At an ancient Roman quarry in Surrey, England, an oddly colored bone suggests it may have been used in a fertility ritual, researchers said.
At an ancient Roman quarry in Surrey, England, an oddly colored bone suggests it may have been used in a fertility ritual, researchers said. elliot via Unsplash

Ahead of a development project at the Nescot College Former Animal Husbandry Center in 2015, British archaeologists discovered ancient quarry pits.

The pits were used to extract chalk and flint during the Roman era in England during the first century A.D. and were later backfilled.

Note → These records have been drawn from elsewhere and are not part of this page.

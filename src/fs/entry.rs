// Copyright (c) Microsoft Corporation.
// Licensed under the MIT license.

//! The entry tree.
//!
//! Every node of the tree is a [`MemoryEntry`] behind its own
//! `parking_lot::RwLock`; the [`EntryRef`] alias is the shared handle stored
//! in directory tables and held by open channels. All locking is performed by
//! the traversal code in [`walk`](super::walk) and by the operation facade;
//! the methods here expect to be called with the lock already held and never
//! take a lock themselves.

use indexmap::IndexMap;
use parking_lot::RwLock;
use std::sync::atomic::{AtomicU64, Ordering::SeqCst};
use std::sync::Arc;
use std::time::{SystemTime, UNIX_EPOCH};

use crate::path::MemoryPath;

use super::attributes::{
    AdditionalViews, EntryAttributes, GroupPrincipal, PosixPermissions, UserPrincipal,
};
use super::blocks::{FileContent, FileStoreState};
use super::errors::ResolveError;
use super::FileType;

pub(crate) type EntryRef = Arc<RwLock<MemoryEntry>>;

/// A timestamp that may be bumped while only a read lock is held.
///
/// Stored as nanoseconds since the epoch; updates use `fetch_max` so the
/// value never moves backwards through concurrent touches.
pub(crate) struct AtomicTime(AtomicU64);

impl AtomicTime {
    fn new(time: SystemTime) -> Self {
        Self(AtomicU64::new(Self::to_nanos(time)))
    }

    fn to_nanos(time: SystemTime) -> u64 {
        match time.duration_since(UNIX_EPOCH) {
            Ok(elapsed) => u64::try_from(elapsed.as_nanos()).unwrap_or(u64::MAX),
            // Pre-epoch times clamp to the epoch.
            Err(_) => 0,
        }
    }

    pub(crate) fn get(&self) -> SystemTime {
        UNIX_EPOCH + std::time::Duration::from_nanos(self.0.load(SeqCst))
    }

    pub(crate) fn max_assign(&self, time: SystemTime) {
        self.0.fetch_max(Self::to_nanos(time), SeqCst);
    }

    pub(crate) fn set(&self, time: SystemTime) {
        self.0.store(Self::to_nanos(time), SeqCst);
    }
}

/// One node of the entry tree: the data guarded by the entry's lock.
pub(crate) struct MemoryEntry {
    id: u64,
    created: SystemTime,
    modified: SystemTime,
    accessed: AtomicTime,
    pub(crate) attributes: EntryAttributes,
    pub(crate) kind: EntryKind,
}

pub(crate) enum EntryKind {
    File(FileNode),
    Directory(DirectoryNode),
    Symlink(SymlinkNode),
}

pub(crate) struct FileNode {
    pub(crate) content: FileContent,
    pub(crate) open_count: u64,
    pub(crate) marked_for_deletion: bool,
}

pub(crate) struct DirectoryNode {
    // Keyed by the lookup-transformed name; preserves insertion order for
    // enumeration.
    children: IndexMap<String, DirectoryChild>,
}

pub(crate) struct DirectoryChild {
    /// The store-transformed name as it is listed and reported in real paths.
    pub(crate) display_name: String,
    pub(crate) entry: EntryRef,
}

pub(crate) struct SymlinkNode {
    pub(crate) target: MemoryPath,
}

impl MemoryEntry {
    fn new(context: &EntryCreationContext, kind: EntryKind) -> Self {
        let now = SystemTime::now();
        let file_type = match &kind {
            EntryKind::File(_) => FileType::RegularFile,
            EntryKind::Directory(_) => FileType::Directory,
            EntryKind::Symlink(_) => FileType::SymbolicLink,
        };
        Self {
            id: context.allocate_id(),
            created: now,
            modified: now,
            accessed: AtomicTime::new(now),
            attributes: EntryAttributes::initial(
                context.views,
                context.umask,
                &context.user,
                &context.group,
                file_type,
            ),
            kind,
        }
    }

    pub(crate) fn id(&self) -> u64 {
        self.id
    }

    pub(crate) fn created(&self) -> SystemTime {
        self.created
    }

    pub(crate) fn modified(&self) -> SystemTime {
        self.modified
    }

    pub(crate) fn accessed(&self) -> SystemTime {
        self.accessed.get()
    }

    /// Bumps the modification and access times. Requires the write lock; the
    /// clamp keeps the timestamps non-decreasing even if the wall clock steps
    /// backwards.
    pub(crate) fn touch_modified(&mut self) {
        let now = SystemTime::now();
        if now > self.modified {
            self.modified = now;
        }
        self.accessed.max_assign(now);
    }

    /// Bumps the access time only. Safe under a read lock.
    pub(crate) fn touch_accessed(&self) {
        self.accessed.max_assign(SystemTime::now());
    }

    /// Sets all three timestamps at once.
    pub(crate) fn set_times(
        &mut self,
        modified: SystemTime,
        accessed: SystemTime,
        created: SystemTime,
    ) {
        self.modified = modified;
        self.accessed.set(accessed);
        self.created = created;
    }

    pub(crate) fn file_type(&self) -> FileType {
        match &self.kind {
            EntryKind::File(_) => FileType::RegularFile,
            EntryKind::Directory(_) => FileType::Directory,
            EntryKind::Symlink(_) => FileType::SymbolicLink,
        }
    }

    pub(crate) fn as_directory(&self) -> Option<&DirectoryNode> {
        match &self.kind {
            EntryKind::Directory(directory) => Some(directory),
            _ => None,
        }
    }

    pub(crate) fn as_file(&self) -> Option<&FileNode> {
        match &self.kind {
            EntryKind::File(file) => Some(file),
            _ => None,
        }
    }

    pub(crate) fn as_file_mut(&mut self) -> Option<&mut FileNode> {
        match &mut self.kind {
            EntryKind::File(file) => Some(file),
            _ => None,
        }
    }

    pub(crate) fn as_symlink(&self) -> Option<&SymlinkNode> {
        match &self.kind {
            EntryKind::Symlink(link) => Some(link),
            _ => None,
        }
    }

    fn directory(&self) -> &DirectoryNode {
        match &self.kind {
            EntryKind::Directory(directory) => directory,
            // Callers verify the entry kind before treating it as a directory.
            _ => unreachable!(),
        }
    }

    fn directory_mut(&mut self) -> &mut DirectoryNode {
        match &mut self.kind {
            EntryKind::Directory(directory) => directory,
            _ => unreachable!(),
        }
    }

    pub(crate) fn child(&self, key: &str) -> Option<&DirectoryChild> {
        self.directory().children.get(key)
    }

    pub(crate) fn child_or_not_found(
        &self,
        key: &str,
        path: &MemoryPath,
    ) -> Result<&DirectoryChild, ResolveError> {
        self.directory()
            .children
            .get(key)
            .ok_or_else(|| ResolveError::NotFound(path.to_string()))
    }

    /// Inserts a child and bumps the directory's modification time. Returns
    /// `false` (leaving the directory untouched) if the key is taken.
    pub(crate) fn add_child(&mut self, key: String, display_name: String, entry: EntryRef) -> bool {
        let directory = self.directory_mut();
        if directory.children.contains_key(&key) {
            return false;
        }
        directory
            .children
            .insert(key, DirectoryChild { display_name, entry });
        self.touch_modified();
        true
    }

    /// Removes a child and bumps the directory's modification time.
    pub(crate) fn remove_child(&mut self, key: &str) -> Option<DirectoryChild> {
        let removed = self.directory_mut().children.shift_remove(key);
        if removed.is_some() {
            self.touch_modified();
        }
        removed
    }

    pub(crate) fn has_children(&self) -> bool {
        !self.directory().children.is_empty()
    }

    pub(crate) fn children(&self) -> impl Iterator<Item = &DirectoryChild> {
        self.directory().children.values()
    }
}

/// Everything needed to build a new entry: the configured view set, the
/// creation-time principals and umask, the store the content is charged to,
/// and the id well.
pub(crate) struct EntryCreationContext {
    pub(crate) views: AdditionalViews,
    pub(crate) umask: PosixPermissions,
    pub(crate) user: UserPrincipal,
    pub(crate) group: GroupPrincipal,
    pub(crate) store: Arc<FileStoreState>,
    pub(crate) ids: Arc<AtomicU64>,
}

impl EntryCreationContext {
    fn allocate_id(&self) -> u64 {
        self.ids.fetch_add(1, SeqCst)
    }

    pub(crate) fn new_file(&self) -> MemoryEntry {
        MemoryEntry::new(
            self,
            EntryKind::File(FileNode {
                content: FileContent::new(self.store.clone()),
                open_count: 0,
                marked_for_deletion: false,
            }),
        )
    }

    pub(crate) fn new_file_with_content(&self, content: FileContent) -> MemoryEntry {
        MemoryEntry::new(
            self,
            EntryKind::File(FileNode {
                content,
                open_count: 0,
                marked_for_deletion: false,
            }),
        )
    }

    pub(crate) fn new_directory(&self) -> MemoryEntry {
        MemoryEntry::new(
            self,
            EntryKind::Directory(DirectoryNode {
                children: IndexMap::new(),
            }),
        )
    }

    pub(crate) fn new_symlink(&self, target: MemoryPath) -> MemoryEntry {
        MemoryEntry::new(self, EntryKind::Symlink(SymlinkNode { target }))
    }
}
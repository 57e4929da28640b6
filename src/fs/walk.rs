// Copyright (c) Microsoft Corporation.
// Licensed under the MIT license.

//! Tree traversal and the locking protocol.
//!
//! A walk acquires the root's read lock and then one lock per path element,
//! strictly root to leaf: read locks on ancestors, and on the terminal entry
//! a read or write lock depending on what the operation asked for. The lock
//! mode is decided at acquisition time; there is no upgrading. Guards live
//! in the recursion frames, so an error (or a symlink restart) unwinds the
//! stack and releases every lock in reverse acquisition order.
//!
//! Symbolic links: intermediate links are always chased; a terminal link is
//! chased only when the caller asked to follow links. Chasing releases all
//! held locks first, then restarts the walk on the rebased target path. The
//! set of link ids seen so far survives restarts, which is what turns a
//! cycle into an error instead of an endless loop.
//!
//! Ancestor read locks use `read_recursive`: a thread that already holds a
//! read lock on an entry (e.g. the two nested walks of overlapping paths)
//! must not be blocked behind a queued writer, or it would deadlock with
//! that writer.

use hashbrown::HashSet;
use std::sync::Arc;

use crate::path::MemoryPath;

use super::entry::{EntryRef, MemoryEntry};
use super::errors::ResolveError;
use super::{FileSystemState, RootDirectory};

#[derive(Copy, Clone, Eq, PartialEq)]
pub(crate) enum LockKind {
    Read,
    Write,
}

/// The terminal entry of a walk, borrowed under the lock the caller asked
/// for.
pub(crate) enum Locked<'a> {
    Read(&'a MemoryEntry),
    Write(&'a mut MemoryEntry),
}

impl Locked<'_> {
    pub(crate) fn entry(&self) -> &MemoryEntry {
        match self {
            Locked::Read(entry) => entry,
            Locked::Write(entry) => entry,
        }
    }
}

/// Ids of the symbolic links already followed during one resolution.
pub(crate) type SeenLinks = HashSet<u64>;

/// Accumulates the stored display names of the walked elements, for
/// real-path construction.
#[derive(Default)]
pub(crate) struct NameTrail {
    pub(crate) root: Option<Arc<str>>,
    pub(crate) names: Vec<String>,
}

enum Walked<R> {
    Done(R),
    /// All locks have been released; resolution continues on this path.
    Restart(MemoryPath),
}

impl FileSystemState {
    /// Resolves `path` and invokes `terminal` on the terminal entry while it
    /// is locked according to `kind`. Ancestors are read locked for the
    /// duration of the call.
    pub(crate) fn locked_entry<R, E>(
        &self,
        path: &MemoryPath,
        follow_links: bool,
        kind: LockKind,
        mut terminal: impl FnMut(&EntryRef, Locked<'_>) -> Result<R, E>,
        mut trail: Option<&mut NameTrail>,
    ) -> Result<R, E>
    where
        E: From<ResolveError>,
    {
        debug_assert!(path.is_absolute());
        let mut current = path.clone();
        let mut seen = SeenLinks::default();
        loop {
            let root = self.root_directory(&current).map_err(E::from)?;
            if let Some(trail) = trail.as_deref_mut() {
                trail.root = Some(root.display.clone());
                trail.names.clear();
            }
            if current.elements().is_empty() {
                return match kind {
                    LockKind::Read => {
                        let guard = root.dir.read_recursive();
                        terminal(&root.dir, Locked::Read(&guard))
                    }
                    LockKind::Write => {
                        let mut guard = root.dir.write();
                        terminal(&root.dir, Locked::Write(&mut guard))
                    }
                };
            }
            let guard = root.dir.read_recursive();
            let walked = self.walk(
                &guard,
                &current,
                0,
                &mut seen,
                follow_links,
                kind,
                &mut terminal,
                trail.as_deref_mut(),
            )?;
            match walked {
                Walked::Done(result) => return Ok(result),
                Walked::Restart(next) => current = next,
            }
        }
    }

    /// One step of the walk. `parent` is a directory whose lock is held by
    /// the caller's frame.
    #[expect(clippy::too_many_arguments, reason = "internal recursion helper")]
    fn walk<R, E>(
        &self,
        parent: &MemoryEntry,
        path: &MemoryPath,
        depth: usize,
        seen: &mut SeenLinks,
        follow_links: bool,
        kind: LockKind,
        terminal: &mut dyn FnMut(&EntryRef, Locked<'_>) -> Result<R, E>,
        mut trail: Option<&mut NameTrail>,
    ) -> Result<Walked<R>, E>
    where
        E: From<ResolveError>,
    {
        let element = &path.elements()[depth];
        let key = self.lookup_transform.transform(element);
        let child = parent.child_or_not_found(&key, path).map_err(E::from)?;
        let display_name = child.display_name.clone();
        let child_ref = child.entry.clone();
        let last = depth + 1 == path.elements().len();

        if last && kind == LockKind::Write {
            let mut guard = child_ref.write();
            if follow_links && guard.as_symlink().is_some() {
                return restart_on_link(&guard, path, depth, seen).map_err(E::from);
            }
            if let Some(trail) = trail {
                trail.names.push(display_name);
            }
            return terminal(&child_ref, Locked::Write(&mut guard)).map(Walked::Done);
        }

        let guard = child_ref.read_recursive();
        if guard.as_symlink().is_some() && (follow_links || !last) {
            return restart_on_link(&guard, path, depth, seen).map_err(E::from);
        }
        if let Some(trail) = trail.as_deref_mut() {
            trail.names.push(display_name);
        }
        if last {
            terminal(&child_ref, Locked::Read(&guard)).map(Walked::Done)
        } else if guard.as_directory().is_some() {
            self.walk(
                &guard,
                path,
                depth + 1,
                seen,
                follow_links,
                kind,
                terminal,
                trail,
            )
        } else {
            Err(ResolveError::NotADirectory(path.to_string()).into())
        }
    }

    /// Write-locks the parent directory of `path` (resolving links along the
    /// way) and hands the callback the locked parent plus the final name
    /// element. The caller must have checked that `path` has a final
    /// element.
    pub(crate) fn locked_parent<R, E>(
        &self,
        path: &MemoryPath,
        mut f: impl FnMut(&EntryRef, &mut MemoryEntry, &str) -> Result<R, E>,
    ) -> Result<R, E>
    where
        E: From<ResolveError>,
    {
        let parent_path = path.parent().expect("path has a final element");
        let name = path.file_name().expect("path has a final element").to_string();
        let parent_display = parent_path.to_string();
        self.locked_entry(
            &parent_path,
            true,
            LockKind::Write,
            move |entry_ref, locked| {
                let Locked::Write(parent) = locked else {
                    unreachable!()
                };
                if parent.as_directory().is_none() {
                    return Err(E::from(ResolveError::NotADirectory(parent_display.clone())));
                }
                f(entry_ref, parent, &name)
            },
            None,
        )
    }

    /// Resolves `path` to a directory entry without keeping any lock. Used
    /// by the two-path operations, which afterwards lock the resolved
    /// parents in a globally agreed order.
    pub(crate) fn resolve_directory(&self, path: &MemoryPath) -> Result<EntryRef, ResolveError> {
        let display = path.to_string();
        self.locked_entry(
            path,
            true,
            LockKind::Read,
            move |entry_ref, locked| {
                if locked.entry().as_directory().is_none() {
                    return Err(ResolveError::NotADirectory(display.clone()));
                }
                Ok(entry_ref.clone())
            },
            None,
        )
    }

    fn root_directory(&self, path: &MemoryPath) -> Result<&RootDirectory, ResolveError> {
        let root = path
            .root()
            .ok_or_else(|| ResolveError::NotFound(path.to_string()))?;
        let key = self.lookup_transform.transform(root);
        self.roots
            .get(&key)
            .ok_or_else(|| ResolveError::NotFound(path.to_string()))
    }
}

fn restart_on_link<R>(
    link: &MemoryEntry,
    path: &MemoryPath,
    depth: usize,
    seen: &mut SeenLinks,
) -> Result<Walked<R>, ResolveError> {
    if !seen.insert(link.id()) {
        return Err(ResolveError::Loop(path.to_string()));
    }
    let Some(node) = link.as_symlink() else {
        unreachable!()
    };
    Ok(Walked::Restart(path.rebase_link(depth, &node.target)))
}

One of the pits was filled with both human and animal bones and now, researchers believe one of these pieces may be a first-of-its-kind ritualistic stained dog penis bone, according to a Dec. 25 study published in the peer-reviewed Oxford Journal of Archaeology.

Ellen Green, a postgraduate researcher with the University of Reading, analyzed “Quarry 1” from the Nescot site and found “it contained one of the largest assemblages of human and animal bone ever recorded from a single Romano-British feature,” according to the study.

It is hard to tell exactly when the pit was first dug, Green wrote, but a coin found in the deepest phase of the pit, phase 1, was dated to the year 77, suggesting that is when backfilling the pit began, making it more than 2,000 years old.

“The Nescot shaft is unusual in the scale of deposition, with a bone assemblage of around 11,400 identifiable fragments representing a minimum of 282 animals and 21 humans,” Green said. “... The shaft was open for a relatively short amount of time, roughly half a century based on the artifactual evidence, and each of the nine depositional events that comprised phase 1 and 2 must have been an impressive spectacle, given the number of animals involved.”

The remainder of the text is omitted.